A Status Yellow wind warning is in place for the rest of the country.
The warnings came into force at 5am with winds of 65km/h-80 km/h, and gusts are expected to rise to between 110km/h and 120km/h in some areas.
Winds will be strongest along Atlantic coasts. The warning applies until late afternoon today.
Storm Ali has delayed the start of day two of the National Ploughing Championships on Wednesday.
The second day of the event won’t kick off until 11am having been due to start at 9am – but the site at Screggan will remain open for an extra hour in the evening until 7pm.
AA director of consumer affairs Conor Faughnan said: "AA Ireland is calling on drivers in the affected counties to adapt their driving to suit the weather conditions and to be on the lookout for vulnerable road users such as cyclists and pedestrians as visibility could be reduced during heavy rain.
"The expectation with this storm, according to Met Eireann, is that we will have a large volume of rainfall in quite a short space of time, meaning that the risk of flooding in the affected areas is quite high.
"When you combine this with the lengthy, mostly dry spell of weather we've had recently, motorists can expect roads in the affected areas to be significantly more slippery.
"This means that slowing down and allowing extra distance between yourself and other road users, especially vulnerable road users such as cyclists and pedestrians, will be vital."
Dublin Airport is urging passengers to check with their airlines as to whether flights are going ahead.
They tweeted: “Forecast high winds due to #StormAli will have an impact on the flight schedule tomorrow.
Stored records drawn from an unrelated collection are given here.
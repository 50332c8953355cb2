use std::path::{Path, PathBuf};

use anyhow::{bail, Context};
use chrono::{DateTime, Utc};
use clap::{Parser, Subcommand};
use pageview_core::{
    bucket_pageviews, layout_bar_chart, navbar, page_views_table, parse_offset, parse_timestamp,
    place_tooltip, BarInput, ChartDimensions, DateRange, PageView, ProjectEntry, Rect, Size,
    UiConfig, Viewport,
};
use tracing_subscriber::EnvFilter;

#[derive(Parser, Debug)]
#[command(
    name = "pageview-cli",
    about = "Tính bố cục biểu đồ pageview, navbar, bảng trang và vị trí tooltip từ terminal."
)]
struct Args {
    #[command(subcommand)]
    command: Command,
}

#[derive(Subcommand, Debug)]
enum Command {
    /// Tính toạ độ các cột từ file JSON `[{ "label": ..., "value": ... }]`.
    Chart {
        #[arg(short, long)]
        input: PathBuf,
        #[arg(long, default_value_t = 900.0)]
        width: f64,
        #[arg(long, default_value_t = 200.0)]
        height: f64,
        /// In kết quả dạng JSON.
        #[arg(long)]
        json: bool,
    },
    /// Gom các mốc RFC 3339 trong file JSON thành cột theo khoảng thời gian.
    Bucket {
        #[arg(short, long)]
        input: PathBuf,
        /// Một trong 24h, 1w, 1m, 3m, 1y.
        #[arg(short, long, default_value = "24h")]
        range: String,
        /// Mốc hiện tại (RFC 3339); mặc định là bây giờ.
        #[arg(long)]
        now: Option<String>,
    },
    /// Dựng navbar từ file JSON `[{ "project_id": ..., "name": ... }]`.
    Navbar {
        #[arg(short, long)]
        input: PathBuf,
        #[arg(long)]
        project_id: Option<String>,
        #[arg(short, long, default_value = "24h")]
        range: String,
    },
    /// Bảng trang xem nhiều nhất từ file JSON `[{ "path", "title", "received_at" }]`.
    Pages {
        #[arg(short, long)]
        input: PathBuf,
        #[arg(long)]
        project_id: String,
        #[arg(short, long, default_value = "24h")]
        range: String,
        /// Offset của trang, như `current_pageview_table_offset`.
        #[arg(long, default_value = "0")]
        offset: String,
        #[arg(long)]
        now: Option<String>,
        #[arg(long)]
        json: bool,
    },
    /// Tính vị trí tooltip cho một cột.
    Tooltip {
        /// Toạ độ cột dạng `x,y,width,height`.
        #[arg(long)]
        bar: String,
        /// Kích thước tooltip dạng `width,height`.
        #[arg(long)]
        tooltip: String,
        #[arg(long)]
        viewport_width: f64,
        #[arg(long, default_value_t = 0.0)]
        scroll_y: f64,
        #[arg(long)]
        gap: Option<f64>,
    },
}

fn main() -> anyhow::Result<()> {
    tracing_subscriber::fmt()
        .with_env_filter(
            EnvFilter::try_from_default_env().unwrap_or_else(|_| EnvFilter::new("warn")),
        )
        .with_writer(std::io::stderr)
        .init();

    match Args::parse().command {
        Command::Chart {
            input,
            width,
            height,
            json,
        } => run_chart(&input, width, height, json),
        Command::Bucket { input, range, now } => run_bucket(&input, &range, now.as_deref()),
        Command::Navbar {
            input,
            project_id,
            range,
        } => run_navbar(&input, project_id.as_deref(), &range),
        Command::Pages {
            input,
            project_id,
            range,
            offset,
            now,
            json,
        } => run_pages(&input, &project_id, &range, &offset, now.as_deref(), json),
        Command::Tooltip {
            bar,
            tooltip,
            viewport_width,
            scroll_y,
            gap,
        } => run_tooltip(&bar, &tooltip, viewport_width, scroll_y, gap),
    }
}

fn read_json<T: serde::de::DeserializeOwned>(path: &Path) -> anyhow::Result<T> {
    let data = std::fs::read_to_string(path)
        .with_context(|| format!("Không đọc được file {path:?}"))?;
    serde_json::from_str(&data).with_context(|| format!("File {path:?} không phải JSON hợp lệ"))
}

fn run_chart(input: &Path, width: f64, height: f64, json: bool) -> anyhow::Result<()> {
    let points: Vec<BarInput> = read_json(input)?;
    let dimensions = ChartDimensions {
        width,
        height,
        ..ChartDimensions::default()
    };
    tracing::debug!(points = points.len(), ?dimensions, "layout chart");

    let chart = layout_bar_chart(&points, &dimensions)?;

    if json {
        println!("{}", serde_json::to_string_pretty(&chart)?);
        return Ok(());
    }

    println!("Chart {}x{}, total views: {}", chart.width, chart.height, chart.total());
    for bar in &chart.bars {
        println!(
            "{:<24} {:>8}  x={:<8.2} y={:<8.2} w={:.2}",
            bar.label, bar.value, bar.x, bar.y, bar.width
        );
    }
    Ok(())
}

fn run_bucket(input: &Path, range: &str, now: Option<&str>) -> anyhow::Result<()> {
    let timestamps: Vec<DateTime<Utc>> = read_json(input)?;
    let range: DateRange = range.parse()?;
    let now = match now {
        Some(value) => parse_timestamp(value)?,
        None => Utc::now(),
    };

    let buckets = bucket_pageviews(&timestamps, range, now);
    let dropped = timestamps.len() as u64 - buckets.total;
    if dropped > 0 {
        tracing::warn!(dropped, %range, "bỏ qua lượt xem nằm ngoài khoảng thời gian");
    }

    println!("{}", serde_json::to_string_pretty(&buckets.bars)?);
    Ok(())
}

fn run_navbar(input: &Path, project_id: Option<&str>, range: &str) -> anyhow::Result<()> {
    let projects: Vec<ProjectEntry> = read_json(input)?;
    if projects.is_empty() {
        tracing::warn!("danh sách project rỗng");
    }
    let navbar = navbar(&projects, project_id, DateRange::parse_lenient(range));

    println!("{}", serde_json::to_string_pretty(&navbar)?);
    Ok(())
}

fn run_pages(
    input: &Path,
    project_id: &str,
    range: &str,
    offset: &str,
    now: Option<&str>,
    json: bool,
) -> anyhow::Result<()> {
    let views: Vec<PageView> = read_json(input)?;
    let range = DateRange::parse_lenient(range);
    let now = match now {
        Some(value) => parse_timestamp(value)?,
        None => Utc::now(),
    };
    tracing::debug!(views = views.len(), %range, offset, "page views table");

    let table = page_views_table(&views, project_id, range, now, parse_offset(offset));

    if json {
        println!("{}", serde_json::to_string_pretty(&table)?);
        return Ok(());
    }

    for row in &table.records {
        println!("{:<40} {:<32} {:>8}", row.path, row.title, row.views);
    }
    let pagination = &table.pagination;
    println!(
        "{}-{} / {}",
        pagination.page_start_record, pagination.page_end_record, pagination.total_records
    );
    if let Some(link) = &pagination.prev_link {
        println!("prev: {link}");
    }
    if let Some(link) = &pagination.next_link {
        println!("next: {link}");
    }
    Ok(())
}

fn parse_numbers<const N: usize>(value: &str, what: &str) -> anyhow::Result<[f64; N]> {
    let numbers = value
        .split(',')
        .map(|part| {
            part.trim()
                .parse::<f64>()
                .with_context(|| format!("{what}: `{part}` không phải số"))
        })
        .collect::<anyhow::Result<Vec<f64>>>()?;
    match <[f64; N]>::try_from(numbers) {
        Ok(array) => Ok(array),
        Err(numbers) => bail!("{what}: cần {N} số, nhận {}", numbers.len()),
    }
}

fn run_tooltip(
    bar: &str,
    tooltip: &str,
    viewport_width: f64,
    scroll_y: f64,
    gap: Option<f64>,
) -> anyhow::Result<()> {
    let [x, y, width, height] = parse_numbers::<4>(bar, "--bar")?;
    let [tooltip_width, tooltip_height] = parse_numbers::<2>(tooltip, "--tooltip")?;

    let placement = place_tooltip(
        &Rect::new(x, y, width, height),
        Size {
            width: tooltip_width,
            height: tooltip_height,
        },
        &Viewport {
            width: viewport_width,
            scroll_y,
        },
        gap.unwrap_or_else(|| UiConfig::default().tooltip_gap_px),
    );

    println!("left: {}\ntop: {}", placement.left_css(), placement.top_css());
    Ok(())
}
Please check with your airline before coming to the airport.”
And Shannon Airport bosses added: “If you’re planning on travelling from Shannon Airport early tomorrow morning, please check your flight status with your airline before making your way to the airport.”
Cork Airport authorities are also telling customers to double check their flight status tomorrow morning.
They tweeted: “[email protected] is forecasting gale force winds off the Atlantic coast overnight due to #StormAli which may impact on flight schedules @CorkAirport. Please check your flight status with your airline before coming to the airport in the morning.”